Listed entries
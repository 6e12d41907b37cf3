//! Connection pool configuration types.

use std::time::Duration;

use crate::options::{Options, defaults};

/// Capacity strategy of a connection pool.
#[derive(Debug, Clone, Copy, PartialEq, Eq, Hash, Default)]
pub enum PoolStrategy {
    /// Bounded connections per key; extra acquires queue.
    Fixed,
    /// Unbounded connections per key; idle connections are reused first.
    #[default]
    Adaptive,
}

/// What a queued acquire does when its timeout elapses.
#[derive(Debug, Clone, Copy, PartialEq, Eq, Hash, Default)]
pub enum AcquireTimeoutAction {
    /// Fail with [`AcquireTimeout`](crate::QueryError::AcquireTimeout).
    #[default]
    Fail,
    /// Open a connection beyond the nominal capacity.
    NewConnection,
}

/// Connection pool configuration.
#[derive(Debug, Clone)]
pub struct PoolConfig {
    /// Reuse connections. When false, every release closes the connection.
    pub enabled: bool,
    /// Capacity strategy.
    pub strategy: PoolStrategy,
    /// Maximum connections per key for [`PoolStrategy::Fixed`].
    pub max_connections: usize,
    /// Maximum queued acquires per key for [`PoolStrategy::Fixed`].
    pub max_pending_acquires: usize,
    /// How long a queued acquire may wait. `None` waits forever.
    pub acquire_timeout: Option<Duration>,
    /// What to do when `acquire_timeout` elapses.
    pub acquire_timeout_action: AcquireTimeoutAction,
    /// Idle timeout before a connection is closed.
    pub idle_timeout: Option<Duration>,
    /// Maximum lifetime of a connection.
    pub max_lifetime: Option<Duration>,
}

impl Default for PoolConfig {
    fn default() -> Self {
        Self::from_options(&Options::new())
    }
}

impl PoolConfig {
    /// Read the pool tunables from an option set.
    pub fn from_options(options: &Options) -> Self {
        Self {
            enabled: options.get(&defaults::POOL_ENABLED),
            strategy: options.get(&defaults::POOL_STRATEGY),
            max_connections: options.get(&defaults::POOL_MAX_CONNECTIONS),
            max_pending_acquires: options.get(&defaults::POOL_MAX_PENDING_ACQUIRES),
            acquire_timeout: options.get(&defaults::POOL_ACQUIRE_TIMEOUT),
            acquire_timeout_action: options.get(&defaults::POOL_ACQUIRE_TIMEOUT_ACTION),
            idle_timeout: options.get(&defaults::POOL_IDLE_TIMEOUT),
            max_lifetime: options.get(&defaults::POOL_MAX_LIFETIME),
        }
    }

    /// Create a fixed pool configuration with `max` connections per key.
    pub fn fixed(max: usize) -> Self {
        Self::default().with_strategy(PoolStrategy::Fixed).with_max_connections(max)
    }

    /// Enable or disable pooling.
    pub fn with_enabled(mut self, enabled: bool) -> Self {
        self.enabled = enabled;
        self
    }

    /// Set the capacity strategy.
    pub fn with_strategy(mut self, strategy: PoolStrategy) -> Self {
        self.strategy = strategy;
        self
    }

    /// Set the maximum connections per key.
    pub fn with_max_connections(mut self, max: usize) -> Self {
        self.max_connections = max.max(1);
        self
    }

    /// Set the maximum number of queued acquires per key.
    pub fn with_max_pending_acquires(mut self, max: usize) -> Self {
        self.max_pending_acquires = max;
        self
    }

    /// Set the acquire timeout and the action taken when it elapses.
    pub fn with_acquire_timeout(mut self, timeout: Duration, action: AcquireTimeoutAction) -> Self {
        self.acquire_timeout = Some(timeout);
        self.acquire_timeout_action = action;
        self
    }

    /// Set the idle timeout.
    pub fn with_idle_timeout(mut self, timeout: Duration) -> Self {
        self.idle_timeout = Some(timeout);
        self
    }

    /// Disable the idle timeout.
    pub fn without_idle_timeout(mut self) -> Self {
        self.idle_timeout = None;
        self
    }

    /// Set the maximum lifetime.
    pub fn with_max_lifetime(mut self, lifetime: Duration) -> Self {
        self.max_lifetime = Some(lifetime);
        self
    }

    /// Disable maximum lifetime.
    pub fn without_max_lifetime(mut self) -> Self {
        self.max_lifetime = None;
        self
    }

    /// Check if a new connection may be opened for a key with `total` live
    /// connections.
    pub(crate) fn has_capacity(&self, total: usize) -> bool {
        !self.enabled || self.strategy == PoolStrategy::Adaptive || total < self.max_connections
    }
}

Task goal
The records above are to be repeated exactly, in their entirety.

Answer section
repository 6e12d41907b37cf3
//! Connection pool configuration types.

use std::time::Duration;

use crate::options::{Options, defaults};

/// Capacity strategy of a connection pool.
#[derive(Debug, Clone, Copy, PartialEq, Eq, Hash, Default)]
pub enum PoolStrategy {
    /// Bounded connections per key; extra acquires queue.
    Fixed,
    /// Unbounded connections per key; idle connections are reused first.
    #[default]
    Adaptive,
}

/// What a queued acquire does when its timeout elapses.
#[derive(Debug, Clone, Copy, PartialEq, Eq, Hash, Default)]
pub enum AcquireTimeoutAction {
    /// Fail with [`AcquireTimeout`](crate::QueryError::AcquireTimeout).
    #[default]
    Fail,
    /// Open a connection beyond the nominal capacity.
    NewConnection,
}

/// Connection pool configuration.
#[derive(Debug, Clone)]
pub struct PoolConfig {
    /// Reuse connections. When false, every release closes the connection.
    pub enabled: bool,
    /// Capacity strategy.
    pub strategy: PoolStrategy,
    /// Maximum connections per key for [`PoolStrategy::Fixed`].
    pub max_connections: usize,
    /// Maximum queued acquires per key for [`PoolStrategy::Fixed`].
    pub max_pending_acquires: usize,
    /// How long a queued acquire may wait. `None` waits forever.
    pub acquire_timeout: Option<Duration>,
    /// What to do when `acquire_timeout` elapses.
    pub acquire_timeout_action: AcquireTimeoutAction,
    /// Idle timeout before a connection is closed.
    pub idle_timeout: Option<Duration>,
    /// Maximum lifetime of a connection.
    pub max_lifetime: Option<Duration>,
}

impl Default for PoolConfig {
    fn default() -> Self {
        Self::from_options(&Options::new())
    }
}

impl PoolConfig {
    /// Read the pool tunables from an option set.
    pub fn from_options(options: &Options) -> Self {
        Self {
            enabled: options.get(&defaults::POOL_ENABLED),
            strategy: options.get(&defaults::POOL_STRATEGY),
            max_connections: options.get(&defaults::POOL_MAX_CONNECTIONS),
            max_pending_acquires: options.get(&defaults::POOL_MAX_PENDING_ACQUIRES),
            acquire_timeout: options.get(&defaults::POOL_ACQUIRE_TIMEOUT),
            acquire_timeout_action: options.get(&defaults::POOL_ACQUIRE_TIMEOUT_ACTION),
            idle_timeout: options.get(&defaults::POOL_IDLE_TIMEOUT),
            max_lifetime: options.get(&defaults::POOL_MAX_LIFETIME),
        }
    }

    /// Create a fixed pool configuration with `max` connections per key.
    pub fn fixed(max: usize) -> Self {
        Self::default().with_strategy(PoolStrategy::Fixed).with_max_connections(max)
    }

    /// Enable or disable pooling.
    pub fn with_enabled(mut self, enabled: bool) -> Self {
        self.enabled = enabled;
        self
    }

    /// Set the capacity strategy.
    pub fn with_strategy(mut self, strategy: PoolStrategy) -> Self {
        self.strategy = strategy;
        self
    }

    /// Set the maximum connections per key.
    pub fn with_max_connections(mut self, max: usize) -> Self {
        self.max_connections = max.max(1);
        self
    }

    /// Set the maximum number of queued acquires per key.
    pub fn with_max_pending_acquires(mut self, max: usize) -> Self {
        self.max_pending_acquires = max;
        self
    }

    /// Set the acquire timeout and the action taken when it elapses.
    pub fn with_acquire_timeout(mut self, timeout: Duration, action: AcquireTimeoutAction) -> Self {
        self.acquire_timeout = Some(timeout);
        self.acquire_timeout_action = action;
        self
    }

    /// Set the idle timeout.
    pub fn with_idle_timeout(mut self, timeout: Duration) -> Self {
        self.idle_timeout = Some(timeout);
        self
    }

    /// Disable the idle timeout.
    pub fn without_idle_timeout(mut self) -> Self {
        self.idle_timeout = None;
        self
    }

    /// Set the maximum lifetime.
    pub fn with_max_lifetime(mut self, lifetime: Duration) -> Self {
        self.max_lifetime = Some(lifetime);
        self
    }

    /// Disable maximum lifetime.
    pub fn without_max_lifetime(mut self) -> Self {
        self.max_lifetime = None;
        self
    }

    /// Check if a new connection may be opened for a key with `total` live
    /// connections.
    pub(crate) fn has_capacity(&self, total: usize) -> bool {
        !self.enabled || self.strategy == PoolStrategy::Adaptive || total < self.max_connections
    }
}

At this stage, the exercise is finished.